Under the IPC, they were charged under sections 120 (b) (criminal conspiracy), 302 (murder), 307 (attempt to murder), 324 (voluntarily causing hurt) and 153 (a) (promoting enmity between two religious groups).
If convicted under these sections, the maximum punishment can be life imprisonment or death.
The accused were also charged under relevant sections of the Explosive Substances Act.
Apart from Purohit and Sadhvi, the accused are – Major (retired) Ramesh Upadhyay, Ajay Rahirkar, Sudhakar Dwivedi, Sudhakar Chaturvedi and Sameer Kulkarni.
The judge, while reading out the charges against the accused persons said, “The Abhinav Bharat organisation was formed with the common object to spread terrorism and a bomb with RDX was planted on a motorcycle in Malegaon that killed six persons and injured 101 others.”
“The accused persons came together to hatch a conspiracy to commit a terrorist act and procured explosives to further their conspiracy,” Padalkar said.
According to the prosecution, the accused persons had formed the right-wing group Abhinav Bharat and held meetings under this group’s name at various places in the country, where the alleged conspiracy was hatched.
All the accused were present in the court when the judge read out the charges against them.

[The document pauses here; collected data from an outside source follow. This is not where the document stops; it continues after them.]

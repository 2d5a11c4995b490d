//! Deterministic field-level fusion of the form and extracted profiles.
//!
//! The merge never recomputes provenance from argument position: the winning
//! `FieldValue` keeps the origin and confidence it arrived with. That makes
//! the merge a fixpoint — running it again over its own output (alone or
//! against itself) changes nothing.

use std::collections::BTreeSet;

use crate::fusion::profile::{
    estimate_years_experience, CandidateProfile, FieldValue, FusedProfile, Origin,
};
use crate::scoring::career::{derive_career_level, CareerLevel};
use crate::taxonomy::Taxonomy;

/// Merges the form profile with the extraction result (absent when the
/// extraction branch failed). Scalars: form wins when present. Sets: union.
/// Lists: concatenation deduplicated by composite key. Work history is
/// ordered most recent first after merging.
pub fn merge(
    form: &CandidateProfile,
    extracted: Option<&CandidateProfile>,
    taxonomy: &Taxonomy,
) -> FusedProfile {
    let empty = CandidateProfile::default();
    let extracted = extracted.unwrap_or(&empty);

    let mut profile = CandidateProfile {
        name: pick_scalar(&form.name, &extracted.name),
        email: pick_scalar(&form.email, &extracted.email),
        phone: pick_scalar(&form.phone, &extracted.phone),
        location: pick_scalar(&form.location, &extracted.location),
        current_role: pick_scalar(&form.current_role, &extracted.current_role),
        company: pick_scalar(&form.company, &extracted.company),
        years_experience: pick_scalar(&form.years_experience, &extracted.years_experience),
        highest_degree: pick_scalar(&form.highest_degree, &extracted.highest_degree),
        skills: merge_sets(&form.skills, &extracted.skills),
        certifications: merge_sets(&form.certifications, &extracted.certifications),
        languages: merge_sets(&form.languages, &extracted.languages),
        work_history: merge_entries(&form.work_history, &extracted.work_history, |e| {
            e.dedup_key()
        }),
        education: merge_entries(&form.education, &extracted.education, |e| e.dedup_key()),
        projects: merge_entries(&form.projects, &extracted.projects, |e| e.dedup_key()),
    };

    if let Some(history) = &mut profile.work_history {
        let mut entries = std::mem::take(&mut history.value);
        entries.sort_by(|a, b| b.recency_key().cmp(&a.recency_key()));
        history.value = entries;
    }

    let career_level = derive(&profile, taxonomy);

    FusedProfile {
        profile,
        career_level,
    }
}

fn derive(profile: &CandidateProfile, taxonomy: &Taxonomy) -> FieldValue<CareerLevel> {
    let years = profile
        .years_experience
        .as_ref()
        .map(|f| f.value)
        .or_else(|| {
            profile
                .work_history
                .as_ref()
                .and_then(|h| estimate_years_experience(&h.value))
        });

    let role_title = profile.current_role.as_ref().map(|f| f.value.as_str());
    let history_titles = profile
        .work_history
        .iter()
        .flat_map(|h| h.value.iter().map(|e| e.title.as_str()));
    let titles = role_title.into_iter().chain(history_titles);

    FieldValue::calculated(derive_career_level(years, titles, taxonomy))
}

/// Scalar precedence: the form side wins when it carries a value; the
/// winner's own provenance is preserved. Both absent -> omitted.
fn pick_scalar<T: Clone>(
    form: &Option<FieldValue<T>>,
    extracted: &Option<FieldValue<T>>,
) -> Option<FieldValue<T>> {
    form.clone().or_else(|| extracted.clone())
}

/// Origin of a value built from two contributing sources. Identical origins
/// stay as they are (merging a profile with itself is a no-op); differing
/// origins become `Combined`.
fn combined_origin(a: Origin, b: Origin) -> Origin {
    if a == b {
        a
    } else {
        Origin::Combined
    }
}

fn merge_sets(
    form: &Option<FieldValue<BTreeSet<String>>>,
    extracted: &Option<FieldValue<BTreeSet<String>>>,
) -> Option<FieldValue<BTreeSet<String>>> {
    match (form, extracted) {
        (Some(f), Some(e)) if !f.value.is_empty() && !e.value.is_empty() => {
            let value: BTreeSet<String> = f.value.union(&e.value).cloned().collect();
            Some(FieldValue {
                value,
                origin: combined_origin(f.origin, e.origin),
                confidence: f.confidence.max(e.confidence),
            })
        }
        (Some(f), Some(e)) => {
            let single = if f.value.is_empty() { e } else { f };
            non_empty_set(single)
        }
        (Some(f), None) => non_empty_set(f),
        (None, Some(e)) => non_empty_set(e),
        (None, None) => None,
    }
}

fn non_empty_set(field: &FieldValue<BTreeSet<String>>) -> Option<FieldValue<BTreeSet<String>>> {
    if field.value.is_empty() {
        None
    } else {
        Some(field.clone())
    }
}

fn merge_entries<T: Clone, K: Ord>(
    form: &Option<FieldValue<Vec<T>>>,
    extracted: &Option<FieldValue<Vec<T>>>,
    key: impl Fn(&T) -> K,
) -> Option<FieldValue<Vec<T>>> {
    match (form, extracted) {
        (Some(f), Some(e)) if !f.value.is_empty() && !e.value.is_empty() => {
            let mut seen = BTreeSet::new();
            let mut merged = Vec::new();
            for entry in f.value.iter().chain(e.value.iter()) {
                if seen.insert(key(entry)) {
                    merged.push(entry.clone());
                }
            }
            Some(FieldValue {
                value: merged,
                origin: combined_origin(f.origin, e.origin),
                confidence: f.confidence.max(e.confidence),
            })
        }
        (Some(f), Some(e)) => {
            let single = if f.value.is_empty() { e } else { f };
            non_empty_list(single)
        }
        (Some(f), None) => non_empty_list(f),
        (None, Some(e)) => non_empty_list(e),
        (None, None) => None,
    }
}

fn non_empty_list<T: Clone>(field: &FieldValue<Vec<T>>) -> Option<FieldValue<Vec<T>>> {
    if field.value.is_empty() {
        None
    } else {
        Some(field.clone())
    }
}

They pleaded not guilty in the case.
Purohit told the court that he never expected this and said, “No one can doubt my honesty, integrity and service record.”
Six people were killed and over 100 injured when an explosive device strapped on a motorcycle went off near a mosque in Malegaon, a town about 200 km from here in north Maharashtra, on September 29, 2008.
On December 27 last year, the special NIA court had dismissed pleas filed by Purohit, Thakur and others seeking to be discharged from the case.
The NIA, after taking over the case, had filed a charge sheet in 2016 giving a clean chit to Sadhvi and three others- Shyam Sahu, Praveen Takalki and Shivnarayan Kalsangra- saying it found no evidence against them and they should be discharged from the case.
The NIA court had, however, absolved only Sahu, Kalsangra and Takalki, and said Sadhvi will have to face charges.
At that time, the special court had dropped stringent charges under the Maharashtra Control of Organised Crime Act (MCOCA) against the accused, but had said they will face charges under the UAPA and other sections of the IPC, including murder and criminal conspiracy.
The accused had later challenged the validity of the UAPA against them.
Earlier this month, the special court had rejected their pleas challenging the applicability of the UAPA against them.
Purohit had last week approached the Bombay High Court challenging the lower court order.
He has sought form the high court to stay the framing of charges procedure till his appeal is heard and decided.
On Monday, the high court had however refused to do so and posted the petition for hearing on November 21 and sought the NIA’s response.
The high court refused Purohit’s request for staying the proceedings in the trial court, noting that in the past, both the Supreme Court and the Bombay High Court had passed orders directing the trial court to expedite the hearing in the case.
Purohit, however, had argued through his counsel Shrikant Shivade that he cannot be prosecuted in the case since the sanction granted by the government to prosecute him was “wrong in law”.
A prior government sanction for Purohit’s prosecution was required since he was a serving Army officer at the time of his arrest. The sanction was issued by the additional chief secretary of the Maharashtra home department on January 17, 2009.
Shivade claimed that under the UAPA, the state law and judiciary department, which is the sanctioning authority, has to constitute an appropriate authority and seek its report first.
In his case, the sanction was given in January 2009, but the authority was appointed only in October 2010, he has argued.
The sanction in Purohit’s case thus, was not valid under the UAPA, Shivade has maintained.